It’s official: For the third year in a row, IBM has been found to be the most social enterprise company around.

Well, something like that.

For the third year in a row, IDC has ranked IBM number one in worldwide market share for enterprise social software.

According to their analysis of 2011 revenue, IBM grew faster than its competitors and nearly two times faster than the overall market (which grew approximately 40 percent).

IDC also forecast the enterprise social platforms market is expected to reach $4.5 billion by 2016, representing growth of 43 percent over the next four years.

Much of that growth comes with the continuing popularity of social networking, with more and more organizations looking for ways to adopt social business practices to integrate global teams, drive innovation, increase productivity and better reach customers and partners.

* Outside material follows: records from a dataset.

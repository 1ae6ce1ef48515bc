//! # txstore Storage
//!
//! Path-addressable storage backends for txstore.
//!
//! This crate provides the lowest-level storage abstraction used by the
//! staged-file blob store. Backends are **opaque path stores** - they do not
//! interpret the bytes they hold, nor the naming convention layered on top.
//!
//! ## Design Principles
//!
//! - Backends are simple path stores (exists, create, delete, move, open)
//! - No knowledge of staged/backup suffixes or object keys
//! - Must be `Send + Sync` so one backend can serve many transactions
//! - Paths are relative, `/`-separated, and never escape the backend root
//!
//! ## Available Backends
//!
//! - [`InMemoryStore`] - For testing and ephemeral storage
//! - [`FileStore`] - For persistent storage using OS file APIs
//!
//! ## Example
//!
//! ```rust
//! use std::io::{Read, Write};
//! use txstore_storage::{InMemoryStore, PathStore};
//!
//! let store = InMemoryStore::new();
//! let mut writer = store.open_write("docs/1.tmp").unwrap();
//! writer.write_all(b"hello").unwrap();
//! writer.finish().unwrap();
//! store.move_to("docs/1.tmp", "docs/1").unwrap();
//!
//! let mut data = Vec::new();
//! store.open_read("docs/1").unwrap().read_to_end(&mut data).unwrap();
//! assert_eq!(&data, b"hello");
//! ```

#![deny(unsafe_code)]
#![warn(missing_docs)]

mod backend;
mod error;
mod file;
mod memory;
mod path;

pub use backend::{FinishWrite, PathStore, StoreReader, StoreWriter};
pub use error::{StorageError, StorageResult};
pub use file::FileStore;
pub use memory::InMemoryStore;
pub use path::{join, parent, validate};
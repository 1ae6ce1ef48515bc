//! In-memory path store for testing.

use crate::backend::{FinishWrite, PathStore, StoreReader, StoreWriter};
use crate::error::{StorageError, StorageResult};
use crate::path::validate;
use parking_lot::RwLock;
use std::collections::BTreeMap;
use std::io::{self, Cursor, Write};
use std::sync::Arc;

type Files = Arc<RwLock<BTreeMap<String, Vec<u8>>>>;

/// An in-memory path store.
///
/// This backend keeps every file in a shared map and is suitable for:
/// - Unit tests
/// - Integration tests
/// - Ephemeral stores that don't need persistence
///
/// Directories are implicit: a file's parents exist as long as the file
/// does.
///
/// # Thread Safety
///
/// This backend is thread-safe and can be shared across threads. Cloning
/// yields a handle onto the same files.
///
/// # Example
///
/// ```rust
/// use txstore_storage::{InMemoryStore, PathStore};
///
/// let store = InMemoryStore::with_files([("docs/1", b"v1".to_vec())]);
/// assert!(store.exists("docs/1").unwrap());
/// assert_eq!(store.contents("docs/1"), Some(b"v1".to_vec()));
/// ```
#[derive(Debug, Default, Clone)]
pub struct InMemoryStore {
    files: Files,
}

impl InMemoryStore {
    /// Creates a new empty in-memory store.
    #[must_use]
    pub fn new() -> Self {
        Self::default()
    }

    /// Creates a store pre-populated with files.
    ///
    /// Useful for testing recovery scenarios.
    #[must_use]
    pub fn with_files<P: Into<String>>(files: impl IntoIterator<Item = (P, Vec<u8>)>) -> Self {
        let map = files.into_iter().map(|(p, d)| (p.into(), d)).collect();
        Self {
            files: Arc::new(RwLock::new(map)),
        }
    }

    /// Returns a copy of the file at `path`, if present.
    #[must_use]
    pub fn contents(&self, path: &str) -> Option<Vec<u8>> {
        self.files.read().get(path).cloned()
    }

    /// Returns every path currently stored.
    #[must_use]
    pub fn paths(&self) -> Vec<String> {
        self.files.read().keys().cloned().collect()
    }

    /// Removes every file.
    pub fn clear(&self) {
        self.files.write().clear();
    }
}

impl PathStore for InMemoryStore {
    fn exists(&self, path: &str) -> StorageResult<bool> {
        validate(path)?;
        Ok(self.files.read().contains_key(path))
    }

    fn create(&self, path: &str) -> StorageResult<()> {
        validate(path)?;
        self.files.write().insert(path.to_string(), Vec::new());
        Ok(())
    }

    fn delete(&self, path: &str) -> StorageResult<()> {
        validate(path)?;
        match self.files.write().remove(path) {
            Some(_) => Ok(()),
            None => Err(StorageError::not_found(path)),
        }
    }

    fn move_to(&self, path: &str, new_path: &str) -> StorageResult<()> {
        validate(path)?;
        validate(new_path)?;

        let mut files = self.files.write();
        if files.contains_key(new_path) {
            return Err(StorageError::AlreadyExists {
                path: new_path.to_string(),
            });
        }
        let data = files
            .remove(path)
            .ok_or_else(|| StorageError::not_found(path))?;
        files.insert(new_path.to_string(), data);
        Ok(())
    }

    fn open_read(&self, path: &str) -> StorageResult<StoreReader> {
        validate(path)?;
        let data = self
            .files
            .read()
            .get(path)
            .cloned()
            .ok_or_else(|| StorageError::not_found(path))?;
        Ok(Box::new(Cursor::new(data)))
    }

    fn open_write(&self, path: &str) -> StorageResult<StoreWriter> {
        validate(path)?;
        self.files.write().insert(path.to_string(), Vec::new());
        Ok(Box::new(MemoryWriter {
            files: Arc::clone(&self.files),
            path: path.to_string(),
            buffer: Vec::new(),
        }))
    }

    fn list(&self, dir: &str) -> StorageResult<Vec<String>> {
        validate(dir)?;
        let prefix = format!("{dir}/");
        Ok(self
            .files
            .read()
            .range(prefix.clone()..)
            .take_while(|(path, _)| path.starts_with(&prefix))
            .map(|(path, _)| path.clone())
            .collect())
    }
}

/// Buffers writes and publishes them to the shared map on flush.
struct MemoryWriter {
    files: Files,
    path: String,
    buffer: Vec<u8>,
}

impl MemoryWriter {
    fn publish(&mut self) {
        if self.buffer.is_empty() {
            return;
        }
        let mut files = self.files.write();
        files
            .entry(self.path.clone())
            .or_default()
            .extend_from_slice(&self.buffer);
        self.buffer.clear();
    }
}

impl Write for MemoryWriter {
    fn write(&mut self, buf: &[u8]) -> io::Result<usize> {
        self.buffer.extend_from_slice(buf);
        Ok(buf.len())
    }

    fn flush(&mut self) -> io::Result<()> {
        self.publish();
        Ok(())
    }
}

impl FinishWrite for MemoryWriter {
    fn finish(mut self: Box<Self>) -> StorageResult<()> {
        self.publish();
        Ok(())
    }
}

impl Drop for MemoryWriter {
    fn drop(&mut self) {
        self.publish();
    }
}
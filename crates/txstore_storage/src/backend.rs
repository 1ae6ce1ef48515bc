//! Path-store backend trait definition.

use crate::error::StorageResult;
use std::fmt;
use std::io::{Read, Write};

/// Stream returned by [`PathStore::open_read`].
pub type StoreReader = Box<dyn Read + Send>;

/// Stream returned by [`PathStore::open_write`].
pub type StoreWriter = Box<dyn FinishWrite>;

/// A write stream whose completion can fail.
///
/// Dropping a writer without calling [`FinishWrite::finish`] keeps whatever
/// was written so far, exactly like an unsynced file would; errors from
/// the final flush are only observable through `finish`.
pub trait FinishWrite: Write + Send {
    /// Flushes buffered bytes and makes them durable according to the
    /// backend's policy.
    ///
    /// # Errors
    ///
    /// Returns an error if the final flush or sync fails.
    fn finish(self: Box<Self>) -> StorageResult<()>;
}

/// A path-addressable store of opaque files.
///
/// Paths are relative and `/`-separated (see [`crate::validate`]). The store
/// knows nothing about the suffix convention the blob store layers on top;
/// it only moves bytes between names.
///
/// # Invariants
///
/// - `move_to` never overwrites: it fails if the target exists
/// - `create` and `open_write` create missing parent directories
/// - `open_read` on a missing path fails with a not-found error
/// - Backends must be `Send + Sync` so one instance serves many transactions
///
/// # Implementors
///
/// - [`super::InMemoryStore`] - For testing
/// - [`super::FileStore`] - For persistent storage
pub trait PathStore: Send + Sync + fmt::Debug {
    /// Returns true if a file exists at `path`.
    ///
    /// # Errors
    ///
    /// Returns an error if the path is invalid or the check itself fails.
    fn exists(&self, path: &str) -> StorageResult<bool>;

    /// Creates an empty file at `path`, truncating any existing file.
    ///
    /// # Errors
    ///
    /// Returns an error if the file or its parent directories cannot be
    /// created.
    fn create(&self, path: &str) -> StorageResult<()>;

    /// Removes the file at `path`.
    ///
    /// # Errors
    ///
    /// Returns a not-found error if nothing exists at `path`, or an I/O
    /// error if removal fails.
    fn delete(&self, path: &str) -> StorageResult<()>;

    /// Renames `path` to `new_path`.
    ///
    /// # Errors
    ///
    /// Returns an error if `path` is missing, `new_path` already exists, or
    /// the rename fails.
    fn move_to(&self, path: &str, new_path: &str) -> StorageResult<()>;

    /// Opens `path` for reading.
    ///
    /// # Errors
    ///
    /// Returns a not-found error if nothing exists at `path`.
    fn open_read(&self, path: &str) -> StorageResult<StoreReader>;

    /// Opens `path` for writing, truncating existing content.
    ///
    /// # Errors
    ///
    /// Returns an error if the file cannot be opened or created.
    fn open_write(&self, path: &str) -> StorageResult<StoreWriter>;

    /// Lists every file below directory `dir`, recursively, as full
    /// relative paths in lexical order.
    ///
    /// A missing directory yields an empty list.
    ///
    /// # Errors
    ///
    /// Returns an error if the directory cannot be read.
    fn list(&self, dir: &str) -> StorageResult<Vec<String>>;
}
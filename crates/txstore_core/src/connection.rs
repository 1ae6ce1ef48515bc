//! SQL connection participant.
//!
//! A [`ConnectionParticipant`] owns one native connection checked out of a
//! [`ConnectionPool`] for the duration of a transaction. Autocommit is
//! disabled on construction, so every statement run through the
//! participant stays pending until the coordinator commits or aborts it.
//!
//! The native handle lives in a [`PooledConnection`] guard: whichever path
//! ends the transaction (commit, rollback, an error in either, or a panic),
//! dropping the guard hands the handle back to the pool exactly once.

use crate::config::BlobColumn;
use crate::error::{CoreError, CoreResult};
use crate::participant::{ParticipantCore, Resource};
use crate::types::{ObjectId, ResourceKind, ResourceManagerId};
use parking_lot::Mutex;
use std::fmt;
use std::io;
use std::ops::{Deref, DerefMut};
use std::sync::Arc;
use thiserror::Error;
use tracing::{debug, warn};

/// Result type for native connection operations.
pub type ConnectionResult<T> = Result<T, ConnectionError>;

/// Errors raised by a native connection or its pool.
#[derive(Debug, Error)]
pub enum ConnectionError {
    /// The database rejected a statement.
    #[error("SQL error: {0}")]
    Sql(String),

    /// SQLite error.
    #[cfg(feature = "sqlite")]
    #[error("sqlite error: {0}")]
    Sqlite(#[from] rusqlite::Error),

    /// I/O error.
    #[error("I/O error: {0}")]
    Io(#[from] io::Error),

    /// No connection could be handed out.
    #[error("connection unavailable: {0}")]
    Unavailable(String),
}

/// A native SQL connection, as far as the participants need it.
pub trait SqlConnection: Send {
    /// Enables or disables autocommit.
    ///
    /// # Errors
    ///
    /// Returns an error if the mode cannot be changed.
    fn set_autocommit(&mut self, enabled: bool) -> ConnectionResult<()>;

    /// Commits the current transaction.
    ///
    /// # Errors
    ///
    /// Returns an error if the database refuses the commit.
    fn commit(&mut self) -> ConnectionResult<()>;

    /// Rolls back the current transaction.
    ///
    /// # Errors
    ///
    /// Returns an error if the rollback fails.
    fn rollback(&mut self) -> ConnectionResult<()>;

    /// Executes one statement and returns the number of affected rows.
    ///
    /// # Errors
    ///
    /// Returns an error if the statement fails.
    fn execute(&mut self, sql: &str) -> ConnectionResult<usize>;

    /// Sets the blob column of row `id` to `content` (`None` = NULL) and
    /// returns the number of affected rows.
    ///
    /// # Errors
    ///
    /// Returns an error if the update fails.
    fn update_blob(
        &mut self,
        column: &BlobColumn,
        id: ObjectId,
        content: Option<&[u8]>,
    ) -> ConnectionResult<usize>;

    /// Fetches the blob column of row `id`. `None` when the row is missing
    /// or the column is NULL.
    ///
    /// # Errors
    ///
    /// Returns an error if the query fails.
    fn select_blob(&mut self, column: &BlobColumn, id: ObjectId) -> ConnectionResult<Option<Vec<u8>>>;

    /// Closes the native handle.
    ///
    /// # Errors
    ///
    /// Returns an error if closing fails; the handle is gone either way.
    fn close(self: Box<Self>) -> ConnectionResult<()>;
}

/// Source of native connections. Owns handles outside transactions.
pub trait ConnectionPool: Send + Sync {
    /// Name of the data source; part of the resource manager identity.
    fn name(&self) -> &str;

    /// Hands out a connection.
    ///
    /// # Errors
    ///
    /// Returns an error if no connection can be opened.
    fn checkout(&self) -> ConnectionResult<Box<dyn SqlConnection>>;

    /// Takes a connection back. The pool decides whether to close or keep
    /// it; the caller must not use it again.
    fn give_back(&self, conn: Box<dyn SqlConnection>);
}

/// A checked-out connection that returns itself to its pool on drop.
pub struct PooledConnection {
    conn: Option<Box<dyn SqlConnection>>,
    pool: Arc<dyn ConnectionPool>,
}

impl PooledConnection {
    /// Checks a connection out of `pool`.
    ///
    /// # Errors
    ///
    /// Returns the pool's error if checkout fails.
    pub fn checkout(pool: &Arc<dyn ConnectionPool>) -> ConnectionResult<Self> {
        let conn = pool.checkout()?;
        Ok(Self {
            conn: Some(conn),
            pool: Arc::clone(pool),
        })
    }

    /// Returns the pool this connection came from.
    #[must_use]
    pub fn pool(&self) -> &Arc<dyn ConnectionPool> {
        &self.pool
    }
}

impl Deref for PooledConnection {
    type Target = dyn SqlConnection;

    fn deref(&self) -> &Self::Target {
        // Only emptied by drop.
        match &self.conn {
            Some(conn) => conn.as_ref(),
            None => unreachable!("pooled connection used after drop"),
        }
    }
}

impl DerefMut for PooledConnection {
    fn deref_mut(&mut self) -> &mut Self::Target {
        match &mut self.conn {
            Some(conn) => conn.as_mut(),
            None => unreachable!("pooled connection used after drop"),
        }
    }
}

impl Drop for PooledConnection {
    fn drop(&mut self) {
        if let Some(conn) = self.conn.take() {
            self.pool.give_back(conn);
            debug!(pool = self.pool.name(), "connection given back");
        }
    }
}

impl fmt::Debug for PooledConnection {
    fn fmt(&self, f: &mut fmt::Formatter<'_>) -> fmt::Result {
        f.debug_struct("PooledConnection")
            .field("pool", &self.pool.name())
            .finish_non_exhaustive()
    }
}

/// Shared access to a transaction's connection.
///
/// Inline blob stores borrow the connection of the transaction they write
/// in. Once the owning participant commits or rolls back, the slot is empty
/// and every borrower sees [`BorrowedConnection::is_released`].
#[derive(Clone)]
pub struct BorrowedConnection {
    slot: Arc<Mutex<Option<PooledConnection>>>,
    resource_manager: ResourceManagerId,
}

impl BorrowedConnection {
    /// An empty slot, for stores that are only read outside a transaction.
    pub(crate) fn detached(resource_manager: ResourceManagerId) -> Self {
        Self {
            slot: Arc::new(Mutex::new(None)),
            resource_manager,
        }
    }

    /// Runs `f` on the connection, or returns `None` once it was released.
    pub fn with<T>(&self, f: impl FnOnce(&mut dyn SqlConnection) -> T) -> Option<T> {
        let mut slot = self.slot.lock();
        slot.as_mut().map(|conn| f(&mut **conn))
    }

    /// Returns true once the owning participant gave the handle back.
    #[must_use]
    pub fn is_released(&self) -> bool {
        self.slot.lock().is_none()
    }

    /// Returns the resource manager of the owning participant.
    #[must_use]
    pub fn resource_manager(&self) -> &ResourceManagerId {
        &self.resource_manager
    }

    fn take(&self) -> Option<PooledConnection> {
        self.slot.lock().take()
    }
}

Using Social Software For Enterprise Transformation

While this demand is on the rise, organizations are still looking for ways to embrace social capabilities to transform virtually every part of their business operations, from marketing to research innovation and human resources, but lack the tools to gain insight into the enormous stream of information and use it in a meaningful way.

“Social software is gaining in momentum in the enterprise,” says Michael Fauscette, group vice president for IDC’s Software Business Solutions Group.

“Companies are seeing significant gain in productivity and increasing value from successfully deployed social software solutions including supporting ad hoc work by bringing people, data, content, and systems together in real time and making more effective critical business decisions by providing the ‘right information’ in the work context.”

Today, more than 35 percent of Fortune 100 companies have adopted IBM’s social software offerings including eight of the top 10 retailers and banks.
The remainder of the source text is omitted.